The poster was one of the few belongings she had packed. It showed a breathtaking vista of the Hajigak Pass, right through Afghanistan’s Baba Mountain Range. Just looking at the landscape, and its swelling greens and browns and blues, made her feel the enormity of her family’s journey.
Both sets of grandparents had lived in a small village somewhere in the Hajigak foothills, before war and drought had forced them across Earth to the Twin Cities. And then her parents, missing the wide open spaces of their youth, moved out to a farmstead in western Kansas. All she had known in her childhood was endless wheat fields that seemed to stretch out to the ends of the planet.

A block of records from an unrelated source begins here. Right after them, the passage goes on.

//! Byte-stream transports
//!
//! A [`Transport`] carries whole frames between the controller and the bus.
//! Two implementations are interchangeable:
//! - [`tcp::TcpTransport`] for serial-to-Ethernet bridges
//! - [`serial::SerialTransport`] for a direct RS-485 adapter
//!
//! Both share the resynchronizing frame reader in [`framing`].

pub mod framing;
pub mod serial;
pub mod tcp;

use crate::firmware::izzi::constants::DEFAULT_TCP_PORT;
use crate::firmware::izzi::Frame;
use izzifast_core::ConnectionError;
use std::time::Duration;

pub use serial::SerialTransport;
pub use tcp::TcpTransport;

/// Result type for transport operations
pub type TransportResult<T> = std::result::Result<T, ConnectionError>;

/// Frame-level byte-stream endpoint
///
/// Owned by the controller loop for the lifetime of a connection.
pub trait Transport: Send {
    /// Open the endpoint and discard anything the peer already buffered
    fn connect(&mut self) -> TransportResult<()>;

    /// Close the endpoint; closing a closed transport is a no-op
    fn disconnect(&mut self);

    /// Whether the endpoint is open
    fn is_connected(&self) -> bool;

    /// Read one complete frame
    ///
    /// `Ok(None)` means no full frame arrived within `timeout`. Errors mean
    /// the connection is gone.
    fn read_frame(&mut self, timeout: Duration) -> TransportResult<Option<Frame>>;

    /// Send one frame
    fn write_frame(&mut self, frame: &Frame) -> TransportResult<()>;

    /// Human-readable endpoint (host:port or device path)
    fn endpoint(&self) -> String;
}

/// Transport selected by the configuration's `type` field
#[derive(Debug, Clone, Copy, PartialEq, Eq, Hash)]
pub enum ConnectionDriver {
    /// TCP stream socket
    Tcp,
    /// Serial line
    Serial,
}

/// Endpoint parameters for [`open_transport`]
#[derive(Debug, Clone, PartialEq, Eq)]
pub struct ConnectionParams {
    /// Which transport to build
    pub driver: ConnectionDriver,
    /// TCP host name or address
    pub host: String,
    /// TCP port
    pub tcp_port: u16,
    /// Serial device path
    pub device: String,
}

impl ConnectionParams {
    /// Parameters for a TCP bridge
    pub fn tcp(host: impl Into<String>, tcp_port: u16) -> Self {
        Self {
            driver: ConnectionDriver::Tcp,
            host: host.into(),
            tcp_port,
            device: String::new(),
        }
    }

    /// Parameters for a serial device
    pub fn serial(device: impl Into<String>) -> Self {
        Self {
            driver: ConnectionDriver::Serial,
            host: String::new(),
            tcp_port: DEFAULT_TCP_PORT,
            device: device.into(),
        }
    }

    /// Check the fields the selected driver needs
    pub fn validate(&self) -> TransportResult<()> {
        match self.driver {
            ConnectionDriver::Tcp if self.host.trim().is_empty() => {
                Err(ConnectionError::InvalidParameters {
                    reason: "TCP host must not be empty".to_string(),
                })
            }
            ConnectionDriver::Tcp if self.tcp_port == 0 => Err(ConnectionError::InvalidParameters {
                reason: "TCP port must be > 0".to_string(),
            }),
            ConnectionDriver::Serial if self.device.trim().is_empty() => {
                Err(ConnectionError::InvalidParameters {
                    reason: "serial device must not be empty".to_string(),
                })
            }
            _ => Ok(()),
        }
    }
}

impl Default for ConnectionParams {
    fn default() -> Self {
        Self::tcp("localhost", DEFAULT_TCP_PORT)
    }
}

/// Build the transport the parameters describe
///
/// The transport is returned unconnected; the controller loop connects it.
pub fn open_transport(params: &ConnectionParams) -> TransportResult<Box<dyn Transport>> {
    params.validate()?;
    let transport: Box<dyn Transport> = match params.driver {
        ConnectionDriver::Tcp => Box::new(TcpTransport::new(&params.host, params.tcp_port)),
        ConnectionDriver::Serial => Box::new(SerialTransport::new(&params.device)),
    };
    tracing::debug!("Built {:?} transport for {}", params.driver, transport.endpoint());
    Ok(transport)
}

She wondered if, at any point in her family’s long odyssey—one that had crossed countries, continents, and now the galaxy—anyone had ever felt as wholly unwelcome as she did now.
Six settlement charters for the refugee population had gone up for public ratification. Six settlement charters had all been voted down. In a personal message from the Union prime minister, she at least had tried to feign some kind of apologetic tone. “Turnout was uncharacteristically low” or “the opposition was just better mobilized” were her excuses of choice. The reasons didn’t really matter. It was abundantly clear that the people of the Natonus System—or at least, those who lived under Union jurisdiction—had no desire to welcome Nadia and her people.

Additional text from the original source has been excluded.